Virginie Hucher est une artiste française diplômée en arts plastiques. Après une formation dans divers ateliers marquants (Michel Gouéry, Bruno Lebel, Marc Alberghina), elle développe une esthétique majoritairement abstraite dans des formes qui lui sont propres. Fine coloriste, son travail porte sur des thématiques liées à la nature, au corps et au vivant à travers plusieurs médiums : acrylique, huile, performance, sculpture.
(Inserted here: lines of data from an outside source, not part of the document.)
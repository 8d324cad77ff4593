//! Generic logger utility functions

// ---------------------------------------------------------------------------
// IMPORTS
// ---------------------------------------------------------------------------

// External imports
use log::{self, info};
use fern;
use colored::{ColoredString, Colorize};
use thiserror::Error;

// Internal imports
use crate::session;

// Re-exports
pub use log::LevelFilter;

// ---------------------------------------------------------------------------
// ENUMERATIONS
// ---------------------------------------------------------------------------

/// Errors associated with initialising the logger.
#[derive(Debug, Error)]
pub enum LoggerInitError {
    #[error("The minimum log level must include `INFO` messages, found `{0}`")]
    InvalidMinLogLevel(log::LevelFilter),

    #[error("Error initialising the log file: {0}")]
    LogFileInitError(std::io::Error),

    #[error("An error occured while setting up the logger: {0}")]
    FernInitError(log::SetLoggerError)
}

// ---------------------------------------------------------------------------
// PUBLIC FUNCTIONS
// ---------------------------------------------------------------------------

/// Initialise the logger for this execution.
/// 
/// `module_levels` overrides the level of individual modules, for example to
/// silence the per-step trace of the interpolation loop while keeping trace
/// output everywhere else.
/// 
/// # Notes
/// 
/// - `min_level` must let `INFO` messages through, i.e. be `Info`, `Debug` or
///   `Trace`.
/// 
/// # Safety
/// 
/// - This function must only be called once to prevent corrupting logs.
pub fn logger_init(
    min_level: self::LevelFilter, 
    module_levels: &[(&'static str, self::LevelFilter)],
    session: &session::Session
) -> Result<(), LoggerInitError> {

    check_min_level(min_level)?;

    let mut dispatch = fern::Dispatch::new()
        .format(|out, message, record| {

            // If debug or trace include the target, otherwise don't include it
            if record.level() > log::Level::Info {
                out.finish(format_args!(
                    "[{:10.6} {}] {}: {}",
                    session::get_elapsed_seconds(),
                    level_to_str(record.level()),
                    record.target(),
                    message
                ))
            }
            else {
                out.finish(format_args!(
                    "[{:10.6} {}] {}",
                    session::get_elapsed_seconds(),
                    level_to_str(record.level()),
                    message
                ))
            }

        })
        .level(min_level);

    for (module, level) in module_levels {
        dispatch = dispatch.level_for(*module, *level);
    }

    let log_file = fern::log_file(session.log_file_path.clone())
        .map_err(LoggerInitError::LogFileInitError)?;

    dispatch
        .chain(std::io::stdout())
        .chain(log_file)
        .apply()
        .map_err(LoggerInitError::FernInitError)?;
    
    info!("Logging initialised");
    info!("    Session epoch: {}", session::get_epoch());
    info!("    Log level: {:?}", min_level);
    for (module, level) in module_levels {
        info!("    Log level for {}: {:?}", module, level);
    }
    info!("    Log file path: {:?}", session.log_file_path);

    Ok(())
}

// ---------------------------------------------------------------------------
// PRIVATE FUNCTIONS
// ---------------------------------------------------------------------------

/// The execution summary is logged at `INFO`, so it must never be filtered out.
fn check_min_level(min_level: LevelFilter) -> Result<(), LoggerInitError> {
    if min_level < log::Level::Info {
        return Err(LoggerInitError::InvalidMinLogLevel(min_level))
    }

    Ok(())
}

/// Get the string representation of a log level
fn level_to_str(level: log::Level) -> ColoredString {
    match level {
        log::Level::Trace => "TRC".dimmed().italic(),
        log::Level::Debug => "DBG".dimmed(),
        log::Level::Info  => "INF".normal(),
        log::Level::Warn  => "WRN".yellow(),
        log::Level::Error => "ERR".red().bold()
    }
}

#[cfg(test)]
mod test {
    use super::*;

    #[test]
    fn test_min_level() {
        assert!(check_min_level(LevelFilter::Trace).is_ok());
        assert!(check_min_level(LevelFilter::Info).is_ok());

        for level in [LevelFilter::Warn, LevelFilter::Error, LevelFilter::Off].iter() {
            match check_min_level(*level) {
                Err(e @ LoggerInitError::InvalidMinLogLevel(_)) => {
                    assert!(e.to_string().contains("must include `INFO`"))
                }
                _ => panic!("{:?} should be rejected", level),
            }
        }
    }
}
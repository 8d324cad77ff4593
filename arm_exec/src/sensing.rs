//! # Sensing Module
//!
//! The engine refreshes the sensing subsystem after commanding the servos so
//! that sensed values reflect the motion in progress. What is sensed is up to
//! the implementor.

// ---------------------------------------------------------------------------
// IMPORTS
// ---------------------------------------------------------------------------

use log::trace;

// ---------------------------------------------------------------------------
// TRAITS
// ---------------------------------------------------------------------------

/// A sensing subsystem which can be told to refresh its values.
pub trait Sensing {
    fn update_sensation(&mut self);
}

// ---------------------------------------------------------------------------
// DATA STRUCTURES
// ---------------------------------------------------------------------------

/// Sensing for arms without sensors.
#[derive(Debug, Default, Clone, Copy)]
pub struct NoSensing;

/// Sensing which only counts the refreshes it has been asked for.
#[derive(Debug, Default, Clone, Copy, PartialEq, Eq)]
pub struct SensationCounter {
    pub num_refreshes: u64,
}

// ---------------------------------------------------------------------------
// IMPLEMENTATIONS
// ---------------------------------------------------------------------------

impl Sensing for NoSensing {
    fn update_sensation(&mut self) {}
}

impl Sensing for SensationCounter {
    fn update_sensation(&mut self) {
        self.num_refreshes += 1;
        trace!("Sensation refresh {}", self.num_refreshes);
    }
}

impl<F: FnMut()> Sensing for F {
    fn update_sensation(&mut self) {
        self()
    }
}
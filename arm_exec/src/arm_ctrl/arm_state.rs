//! Arm state structure

// ---------------------------------------------------------------------------
// IMPORTS
// ---------------------------------------------------------------------------

// External
use serde::{ser::SerializeStruct, Serialize, Serializer};
use std::fmt;

// Internal
use super::{JointAction, JointAngle};

// ---------------------------------------------------------------------------
// DATA STRUCTURES
// ---------------------------------------------------------------------------

/// Configuration of the arm: the angle of every joint, and on arms with an
/// auxiliary output the state of that output.
#[derive(Debug, Clone, Copy, PartialEq, Eq)]
pub struct ArmState<A, const N: usize> {
    /// Angle of each joint.
    ///
    /// Units: degrees
    pub joint_angles: [A; N],

    /// State of the auxiliary digital output, `None` on arms without one.
    pub aux: Option<bool>,
}

/// One step of experience for the learner: the state before an action, the
/// joint deltas that were commanded, and the state that resulted.
#[derive(Debug, Clone, Copy, PartialEq, Serialize)]
pub struct Transition<A, const N: usize> {
    pub previous: ArmState<A, N>,
    pub action: JointAction<N>,
    pub current: ArmState<A, N>,
}

// ---------------------------------------------------------------------------
// IMPLEMENTATIONS
// ---------------------------------------------------------------------------

impl<A: JointAngle, const N: usize> ArmState<A, N> {
    /// State with the given joint angles and no auxiliary output.
    pub fn from_angles(joint_angles: [A; N]) -> Self {
        Self {
            joint_angles,
            aux: None,
        }
    }

    /// Largest absolute per-joint distance to another state.
    pub fn max_distance_to(&self, other: &Self) -> u32 {
        self.joint_angles
            .iter()
            .zip(other.joint_angles.iter())
            .map(|(a, b)| (a.delta_to(*b) as i32).abs() as u32)
            .max()
            .unwrap_or(0)
    }
}

impl<A: JointAngle, const N: usize> Default for ArmState<A, N> {
    fn default() -> Self {
        Self::from_angles([A::default(); N])
    }
}

/// Joint angles separated by spaces, followed by the auxiliary bit as `0` or
/// `1` if the arm has one.
impl<A: JointAngle, const N: usize> fmt::Display for ArmState<A, N> {
    fn fmt(&self, f: &mut fmt::Formatter<'_>) -> fmt::Result {
        for (i, angle) in self.joint_angles.iter().enumerate() {
            if i > 0 {
                write!(f, " ")?;
            }
            write!(f, "{}", angle)?;
        }

        if let Some(aux) = self.aux {
            write!(f, " {}", aux as u8)?;
        }

        Ok(())
    }
}

// Serde only implements arrays up to fixed lengths, so serialise the angles
// as a slice.
impl<A: Serialize, const N: usize> Serialize for ArmState<A, N> {
    fn serialize<S: Serializer>(&self, serializer: S) -> Result<S::Ok, S::Error> {
        let mut state = serializer.serialize_struct("ArmState", 2)?;
        state.serialize_field("joint_angles", &self.joint_angles[..])?;
        state.serialize_field("aux", &self.aux)?;
        state.end()
    }
}
//! Utility library for the arm software

// ---------------------------------------------------------------------------
// MODULES
// ---------------------------------------------------------------------------

pub mod host;
#[macro_use]
pub mod logger;
pub mod maths;
pub mod params;
pub mod session;
pub mod time;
Matisse a souvent rappelé son besoin d’exprimer dans ses peintures « le sentiment pour ainsi dire religieux qu' [il] possède de la vie » (1). Admiratrice du peintre, Virginie Hucher ne cache pas l’origine organique de ses oeuvres, pourtant bien abstraites. Les masses colorées sont centrées sur la toile, dûment délimitées en d’étranges formes qui échappent à la géométrie classique. Ces éléments souvent seuls dans l’espace, obéissent à un rapport de vide-plein cher au taoïsme. Les fonds sont aussi neutres que les figures sont pleines et aucun détail superflu ne vient perturber leur unité. Sous des coloris harmonieux et chatoyants, c’est bien la nature qui inspire. Virginie Hucher n’hésite pas à définir sa démarche artistique sous les auspices d’un engagement en faveur de la protection de l’environnement, de la faune, de la flore et de la vie sur Terre. Ces hybridations organiques, végétales, ou minérales, forment un moyen pour l’artiste de se limiter à l’essentiel. « Corps premiers » pour reprendre la périphrase de Lucrèce dans le De rerum natura, elles jouent sur l’absence d’échelle pour aborder un travail de microcosme dans le macrocosme. Voyons-nous les derniers ou premiers organismes de notre planète ?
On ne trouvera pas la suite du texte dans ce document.